(MATERIAL PROVIDED)
-*-*-
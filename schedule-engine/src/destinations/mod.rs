//! Destination tables: concurrent per-destination trip planning.
//!
//! Each destination is planned independently against one origin. Calls are
//! joined with settle-all semantics so one failing destination never blanks
//! the others, and a failed destination keeps its last known-good row.

mod aggregator;
mod format;
mod generation;
mod stations;

pub use aggregator::{DestinationScheduleAggregator, Resolution, reconcile_previous};
pub use format::{format_clock, format_travel, route_summary};
pub use generation::{Generation, ResultStore};
pub use stations::{StationResolution, resolve_nearby_stations};
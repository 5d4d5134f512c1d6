use url::Url;

/// Extracts the lowercase host of a URL
///
/// Returns None for URLs without a host (e.g. `data:` URLs).
///
/// # Examples
///
/// ```
/// use url::Url;
/// use calendar_harvest::url::extract_domain;
///
/// let url = Url::parse("https://ArtSci.Calendar.UToronto.ca/search-courses").unwrap();
/// assert_eq!(extract_domain(&url), Some("artsci.calendar.utoronto.ca".to_string()));
/// ```
pub fn extract_domain(url: &Url) -> Option<String> {
    url.host_str().map(|h| h.to_lowercase())
}

/// Checks whether a URL belongs to the single allowed domain
///
/// Only an exact host match counts; subdomains of the allowed domain are
/// out of scope.
pub fn is_in_scope(url: &Url, allowed_domain: &str) -> bool {
    extract_domain(url).is_some_and(|host| host == allowed_domain.to_lowercase())
}
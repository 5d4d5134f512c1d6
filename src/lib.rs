//! Calendar Harvest: a polite course-calendar harvester
//!
//! This crate crawls the paginated listings of a public course calendar,
//! extracts course and program records from the page markup, deduplicates
//! them in memory and loads the result into SQLite in a single transaction.

pub mod config;
pub mod crawler;
pub mod output;
pub mod records;
pub mod state;
pub mod storage;
pub mod url;

use thiserror::Error;

/// Main error type for harvest operations
#[derive(Debug, Error)]
pub enum HarvestError {
    #[error("Configuration error: {0}")]
    Config(#[from] ConfigError),

    #[error("Fetch error: {0}")]
    Fetch(#[from] FetchError),

    #[error("Load error: {0}")]
    Load(#[from] LoadError),

    #[error("Fatal startup error: {0}")]
    FatalInit(String),

    #[error("Database error: {0}")]
    Database(#[from] rusqlite::Error),

    #[error("URL parse error: {0}")]
    UrlParse(#[from] ::url::ParseError),

    #[error("IO error: {0}")]
    Io(#[from] std::io::Error),
}

/// Configuration-specific errors
#[derive(Debug, Error)]
pub enum ConfigError {
    #[error("Failed to read config file: {0}")]
    Io(#[from] std::io::Error),

    #[error("Failed to parse TOML: {0}")]
    Parse(#[from] toml::de::Error),

    #[error("Validation error: {0}")]
    Validation(String),

    #[error("Invalid URL in config: {0}")]
    InvalidUrl(String),
}

/// Errors raised while retrieving a single page
///
/// A fetch error aborts the pagination sequence that issued the request.
/// Requests are never retried.
#[derive(Debug, Error)]
pub enum FetchError {
    #[error("HTTP error for {url}: {source}")]
    Http { url: String, source: reqwest::Error },

    #[error("Unexpected status {status} for {url}")]
    Status { url: String, status: u16 },

    #[error("Failed to read body of {url}: {source}")]
    Body { url: String, source: reqwest::Error },
}

impl FetchError {
    /// Returns the URL whose retrieval failed
    pub fn url(&self) -> &str {
        match self {
            Self::Http { url, .. } | Self::Status { url, .. } | Self::Body { url, .. } => url,
        }
    }
}

/// Errors raised by the transactional loader
///
/// Any of these means the whole batch was rolled back.
#[derive(Debug, Error)]
pub enum LoadError {
    #[error("Duplicate key '{key}' in table {table}")]
    Conflict { table: String, key: String },

    #[error("Invalid table name: {0}")]
    InvalidTable(String),

    #[error("SQLite error: {0}")]
    Sqlite(#[from] rusqlite::Error),
}

/// Result type alias for harvest operations
pub type Result<T> = std::result::Result<T, HarvestError>;

/// Result type alias for configuration operations
pub type ConfigResult<T> = std::result::Result<T, ConfigError>;

/// Result type alias for page retrieval
pub type FetchResult<T> = std::result::Result<T, FetchError>;

/// Result type alias for loader operations
pub type LoadResult<T> = std::result::Result<T, LoadError>;

// Re-export commonly used types
pub use config::Config;
pub use records::{Course, CourseCode, Program, ProgramSubjectArea};
pub use state::{RecordStore, SequenceState};
pub use url::{extract_domain, is_in_scope};
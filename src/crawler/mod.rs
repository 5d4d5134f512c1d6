//! Crawler module for harvesting calendar listings
//!
//! This module contains the crawl-extract pipeline:
//! - Per-domain throttling and proxy rotation
//! - Rate-limited page fetching
//! - Pattern-based record extraction
//! - Pagination sequences and the coordinator that runs them

mod coordinator;
mod driver;
mod extractor;
mod fetcher;
mod proxy;
mod throttle;

pub use coordinator::{run_harvest, HarvestReport, Harvester, RunSummary, SubjectAreaFailure};
pub use driver::{run_sequence, SequenceOutcome};
pub use extractor::{
    extract, has_program_keyword, parse_course_header, parse_program_header, split_header,
    ContentType, Extracted, ExtractedPage, HEADER_DELIMITER, PROGRAM_KEYWORDS,
    SUBJECT_AREA_MARKER,
};
pub use fetcher::{build_http_client, FetchOutcome, Fetcher, Page};
pub use proxy::{ProxyRotator, Route};
pub use throttle::{DomainPermit, Throttle};

use crate::config::Config;
use crate::HarvestError;

/// Runs a complete harvest and load
///
/// # Arguments
///
/// * `config` - The harvest configuration
/// * `config_hash` - Hash of the configuration file, recorded with the run
pub async fn harvest(config: &Config, config_hash: &str) -> Result<RunSummary, HarvestError> {
    run_harvest(config, config_hash).await
}
use std::time::{Duration, Instant};

/// Tracks request pacing for one domain
///
/// The gap owed is drawn when a request is dispatched and counted from the
/// moment that request finishes, so a slow response never eats into it.
#[derive(Debug, Clone, Default)]
pub struct DomainState {
    /// Number of requests dispatched to this domain in the current run
    pub request_count: u32,

    /// When the last request to this domain finished
    pub last_finished: Option<Instant>,

    /// Idle gap owed after the last request finished
    pub pending_delay: Duration,
}

impl DomainState {
    pub fn new() -> Self {
        Self::default()
    }

    /// Checks if a request can be dispatched now
    pub fn can_request(&self, now: Instant) -> bool {
        self.time_until_next_request(now).is_none()
    }

    /// Records that a request was dispatched
    ///
    /// `delay` is the gap (base + jitter) to leave once it finishes.
    pub fn record_dispatch(&mut self, delay: Duration) {
        self.request_count += 1;
        self.pending_delay = delay;
    }

    /// Records that the in-flight request finished at `now`
    pub fn record_finish(&mut self, now: Instant) {
        self.last_finished = Some(now);
    }

    /// Calculates the time until the next request can be made
    ///
    /// Returns None if a request can be made now, or the duration to wait otherwise.
    pub fn time_until_next_request(&self, now: Instant) -> Option<Duration> {
        let last = self.last_finished?;
        let elapsed = now.saturating_duration_since(last);
        if elapsed < self.pending_delay {
            Some(self.pending_delay - elapsed)
        } else {
            None
        }
    }
}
-*-*-
(TASK)
Pull every line with the word "single" from the data.

(RESULT)
/// Checks whether a URL belongs to the single allowed domain
//! them in memory and loads the result into SQLite in a single transaction.
/// Errors raised while retrieving a single page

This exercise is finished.